Your task is to output every record exactly as it is given.
[ENTRIES SHOWN Boundary: Start]
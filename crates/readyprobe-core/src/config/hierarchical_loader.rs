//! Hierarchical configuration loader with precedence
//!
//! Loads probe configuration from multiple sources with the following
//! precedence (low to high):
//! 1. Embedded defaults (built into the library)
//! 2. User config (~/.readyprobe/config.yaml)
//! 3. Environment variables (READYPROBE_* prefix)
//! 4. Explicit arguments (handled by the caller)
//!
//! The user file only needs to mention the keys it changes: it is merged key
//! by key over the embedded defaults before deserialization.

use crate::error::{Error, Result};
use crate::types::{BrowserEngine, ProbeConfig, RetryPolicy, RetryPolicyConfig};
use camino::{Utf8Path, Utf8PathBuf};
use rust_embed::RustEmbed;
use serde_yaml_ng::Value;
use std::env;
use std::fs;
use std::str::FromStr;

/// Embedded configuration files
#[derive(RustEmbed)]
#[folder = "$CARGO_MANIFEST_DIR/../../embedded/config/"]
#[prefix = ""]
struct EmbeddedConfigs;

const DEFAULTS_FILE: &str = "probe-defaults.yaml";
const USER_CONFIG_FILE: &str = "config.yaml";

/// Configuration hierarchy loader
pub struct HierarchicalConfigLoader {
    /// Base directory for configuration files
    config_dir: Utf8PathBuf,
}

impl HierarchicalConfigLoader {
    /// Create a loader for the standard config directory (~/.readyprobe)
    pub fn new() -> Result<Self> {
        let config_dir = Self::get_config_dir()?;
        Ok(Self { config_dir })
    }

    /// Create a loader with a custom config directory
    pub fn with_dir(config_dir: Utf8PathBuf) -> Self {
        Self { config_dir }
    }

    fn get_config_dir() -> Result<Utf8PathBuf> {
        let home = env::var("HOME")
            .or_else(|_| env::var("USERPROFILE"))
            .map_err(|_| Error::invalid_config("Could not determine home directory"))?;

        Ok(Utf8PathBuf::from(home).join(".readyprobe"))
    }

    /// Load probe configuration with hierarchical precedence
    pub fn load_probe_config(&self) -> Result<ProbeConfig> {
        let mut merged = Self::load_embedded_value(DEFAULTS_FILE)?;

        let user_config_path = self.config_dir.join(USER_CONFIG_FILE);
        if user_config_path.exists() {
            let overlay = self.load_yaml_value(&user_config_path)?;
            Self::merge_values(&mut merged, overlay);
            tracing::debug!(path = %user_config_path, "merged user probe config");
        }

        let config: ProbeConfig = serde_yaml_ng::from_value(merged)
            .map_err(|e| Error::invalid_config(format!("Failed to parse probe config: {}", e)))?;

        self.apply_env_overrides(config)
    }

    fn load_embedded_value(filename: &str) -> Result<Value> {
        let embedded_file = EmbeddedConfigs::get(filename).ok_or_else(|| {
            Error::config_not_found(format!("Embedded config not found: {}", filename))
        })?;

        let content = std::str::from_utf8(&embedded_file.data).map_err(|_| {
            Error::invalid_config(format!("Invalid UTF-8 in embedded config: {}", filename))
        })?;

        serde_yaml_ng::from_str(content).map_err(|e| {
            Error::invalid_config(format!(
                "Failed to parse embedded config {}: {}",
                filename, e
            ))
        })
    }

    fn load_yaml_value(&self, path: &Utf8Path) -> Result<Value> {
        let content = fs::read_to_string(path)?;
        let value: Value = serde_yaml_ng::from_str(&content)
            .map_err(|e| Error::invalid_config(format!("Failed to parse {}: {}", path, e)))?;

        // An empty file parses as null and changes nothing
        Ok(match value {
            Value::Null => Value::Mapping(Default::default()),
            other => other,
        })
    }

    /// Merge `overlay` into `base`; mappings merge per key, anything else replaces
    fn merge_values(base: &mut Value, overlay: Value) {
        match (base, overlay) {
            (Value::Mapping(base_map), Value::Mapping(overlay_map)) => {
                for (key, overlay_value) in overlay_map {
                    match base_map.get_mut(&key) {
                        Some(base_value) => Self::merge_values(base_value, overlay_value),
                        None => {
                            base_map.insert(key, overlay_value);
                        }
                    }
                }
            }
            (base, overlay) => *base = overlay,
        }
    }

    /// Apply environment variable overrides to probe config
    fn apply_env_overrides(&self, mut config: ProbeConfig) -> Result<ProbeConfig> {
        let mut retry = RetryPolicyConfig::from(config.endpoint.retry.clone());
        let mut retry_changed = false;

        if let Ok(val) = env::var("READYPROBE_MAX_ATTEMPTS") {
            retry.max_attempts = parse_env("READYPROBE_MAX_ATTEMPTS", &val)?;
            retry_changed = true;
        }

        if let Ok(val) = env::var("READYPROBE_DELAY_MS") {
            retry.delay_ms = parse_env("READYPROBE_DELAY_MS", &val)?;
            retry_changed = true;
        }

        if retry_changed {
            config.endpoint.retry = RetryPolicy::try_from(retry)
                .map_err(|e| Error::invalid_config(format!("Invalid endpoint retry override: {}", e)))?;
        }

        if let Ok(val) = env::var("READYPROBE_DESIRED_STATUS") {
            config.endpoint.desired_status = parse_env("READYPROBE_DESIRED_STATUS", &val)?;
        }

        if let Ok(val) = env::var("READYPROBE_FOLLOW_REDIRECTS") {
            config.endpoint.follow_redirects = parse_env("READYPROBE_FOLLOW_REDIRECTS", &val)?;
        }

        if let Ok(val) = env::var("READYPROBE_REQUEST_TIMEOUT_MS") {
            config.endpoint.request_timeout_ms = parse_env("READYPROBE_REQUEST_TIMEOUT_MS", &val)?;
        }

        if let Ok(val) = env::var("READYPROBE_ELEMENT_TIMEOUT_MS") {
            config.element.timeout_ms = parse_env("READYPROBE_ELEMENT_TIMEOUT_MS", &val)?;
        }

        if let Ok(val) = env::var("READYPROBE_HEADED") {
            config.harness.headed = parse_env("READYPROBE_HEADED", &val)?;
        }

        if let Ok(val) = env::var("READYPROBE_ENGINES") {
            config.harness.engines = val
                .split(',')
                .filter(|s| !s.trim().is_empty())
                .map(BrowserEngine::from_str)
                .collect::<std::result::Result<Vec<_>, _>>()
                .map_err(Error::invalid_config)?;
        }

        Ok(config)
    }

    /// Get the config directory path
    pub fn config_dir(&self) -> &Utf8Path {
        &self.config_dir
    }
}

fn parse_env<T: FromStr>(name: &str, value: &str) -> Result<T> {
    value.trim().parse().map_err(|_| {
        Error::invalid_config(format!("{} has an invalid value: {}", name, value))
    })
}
[ENTRIES SHOWN Boundary: End]
▶ RESPONSE BOX:
filename crates/readyprobe-core/src/config/hierarchical_loader.rs
//! Hierarchical configuration loader with precedence
//!
//! Loads probe configuration from multiple sources with the following
//! precedence (low to high):
//! 1. Embedded defaults (built into the library)
//! 2. User config (~/.readyprobe/config.yaml)
//! 3. Environment variables (READYPROBE_* prefix)
//! 4. Explicit arguments (handled by the caller)
//!
//! The user file only needs to mention the keys it changes: it is merged key
//! by key over the embedded defaults before deserialization.

use crate::error::{Error, Result};
use crate::types::{BrowserEngine, ProbeConfig, RetryPolicy, RetryPolicyConfig};
use camino::{Utf8Path, Utf8PathBuf};
use rust_embed::RustEmbed;
use serde_yaml_ng::Value;
use std::env;
use std::fs;
use std::str::FromStr;

/// Embedded configuration files
#[derive(RustEmbed)]
#[folder = "$CARGO_MANIFEST_DIR/../../embedded/config/"]
#[prefix = ""]
struct EmbeddedConfigs;

const DEFAULTS_FILE: &str = "probe-defaults.yaml";
const USER_CONFIG_FILE: &str = "config.yaml";

/// Configuration hierarchy loader
pub struct HierarchicalConfigLoader {
    /// Base directory for configuration files
    config_dir: Utf8PathBuf,
}

impl HierarchicalConfigLoader {
    /// Create a loader for the standard config directory (~/.readyprobe)
    pub fn new() -> Result<Self> {
        let config_dir = Self::get_config_dir()?;
        Ok(Self { config_dir })
    }

    /// Create a loader with a custom config directory
    pub fn with_dir(config_dir: Utf8PathBuf) -> Self {
        Self { config_dir }
    }

    fn get_config_dir() -> Result<Utf8PathBuf> {
        let home = env::var("HOME")
            .or_else(|_| env::var("USERPROFILE"))
            .map_err(|_| Error::invalid_config("Could not determine home directory"))?;

        Ok(Utf8PathBuf::from(home).join(".readyprobe"))
    }

    /// Load probe configuration with hierarchical precedence
    pub fn load_probe_config(&self) -> Result<ProbeConfig> {
        let mut merged = Self::load_embedded_value(DEFAULTS_FILE)?;

        let user_config_path = self.config_dir.join(USER_CONFIG_FILE);
        if user_config_path.exists() {
            let overlay = self.load_yaml_value(&user_config_path)?;
            Self::merge_values(&mut merged, overlay);
            tracing::debug!(path = %user_config_path, "merged user probe config");
        }

        let config: ProbeConfig = serde_yaml_ng::from_value(merged)
            .map_err(|e| Error::invalid_config(format!("Failed to parse probe config: {}", e)))?;

        self.apply_env_overrides(config)
    }

    fn load_embedded_value(filename: &str) -> Result<Value> {
        let embedded_file = EmbeddedConfigs::get(filename).ok_or_else(|| {
            Error::config_not_found(format!("Embedded config not found: {}", filename))
        })?;

        let content = std::str::from_utf8(&embedded_file.data).map_err(|_| {
            Error::invalid_config(format!("Invalid UTF-8 in embedded config: {}", filename))
        })?;

        serde_yaml_ng::from_str(content).map_err(|e| {
            Error::invalid_config(format!(
                "Failed to parse embedded config {}: {}",
                filename, e
            ))
        })
    }

    fn load_yaml_value(&self, path: &Utf8Path) -> Result<Value> {
        let content = fs::read_to_string(path)?;
        let value: Value = serde_yaml_ng::from_str(&content)
            .map_err(|e| Error::invalid_config(format!("Failed to parse {}: {}", path, e)))?;

        // An empty file parses as null and changes nothing
        Ok(match value {
            Value::Null => Value::Mapping(Default::default()),
            other => other,
        })
    }

    /// Merge `overlay` into `base`; mappings merge per key, anything else replaces
    fn merge_values(base: &mut Value, overlay: Value) {
        match (base, overlay) {
            (Value::Mapping(base_map), Value::Mapping(overlay_map)) => {
                for (key, overlay_value) in overlay_map {
                    match base_map.get_mut(&key) {
                        Some(base_value) => Self::merge_values(base_value, overlay_value),
                        None => {
                            base_map.insert(key, overlay_value);
                        }
                    }
                }
            }
            (base, overlay) => *base = overlay,
        }
    }

    /// Apply environment variable overrides to probe config
    fn apply_env_overrides(&self, mut config: ProbeConfig) -> Result<ProbeConfig> {
        let mut retry = RetryPolicyConfig::from(config.endpoint.retry.clone());
        let mut retry_changed = false;

        if let Ok(val) = env::var("READYPROBE_MAX_ATTEMPTS") {
            retry.max_attempts = parse_env("READYPROBE_MAX_ATTEMPTS", &val)?;
            retry_changed = true;
        }

        if let Ok(val) = env::var("READYPROBE_DELAY_MS") {
            retry.delay_ms = parse_env("READYPROBE_DELAY_MS", &val)?;
            retry_changed = true;
        }

        if retry_changed {
            config.endpoint.retry = RetryPolicy::try_from(retry)
                .map_err(|e| Error::invalid_config(format!("Invalid endpoint retry override: {}", e)))?;
        }

        if let Ok(val) = env::var("READYPROBE_DESIRED_STATUS") {
            config.endpoint.desired_status = parse_env("READYPROBE_DESIRED_STATUS", &val)?;
        }

        if let Ok(val) = env::var("READYPROBE_FOLLOW_REDIRECTS") {
            config.endpoint.follow_redirects = parse_env("READYPROBE_FOLLOW_REDIRECTS", &val)?;
        }

        if let Ok(val) = env::var("READYPROBE_REQUEST_TIMEOUT_MS") {
            config.endpoint.request_timeout_ms = parse_env("READYPROBE_REQUEST_TIMEOUT_MS", &val)?;
        }

        if let Ok(val) = env::var("READYPROBE_ELEMENT_TIMEOUT_MS") {
            config.element.timeout_ms = parse_env("READYPROBE_ELEMENT_TIMEOUT_MS", &val)?;
        }

        if let Ok(val) = env::var("READYPROBE_HEADED") {
            config.harness.headed = parse_env("READYPROBE_HEADED", &val)?;
        }

        if let Ok(val) = env::var("READYPROBE_ENGINES") {
            config.harness.engines = val
                .split(',')
                .filter(|s| !s.trim().is_empty())
                .map(BrowserEngine::from_str)
                .collect::<std::result::Result<Vec<_>, _>>()
                .map_err(Error::invalid_config)?;
        }

        Ok(config)
    }

    /// Get the config directory path
    pub fn config_dir(&self) -> &Utf8Path {
        &self.config_dir
    }
}

fn parse_env<T: FromStr>(name: &str, value: &str) -> Result<T> {
    value.trim().parse().map_err(|_| {
        Error::invalid_config(format!("{} has an invalid value: {}", name, value))
    })
}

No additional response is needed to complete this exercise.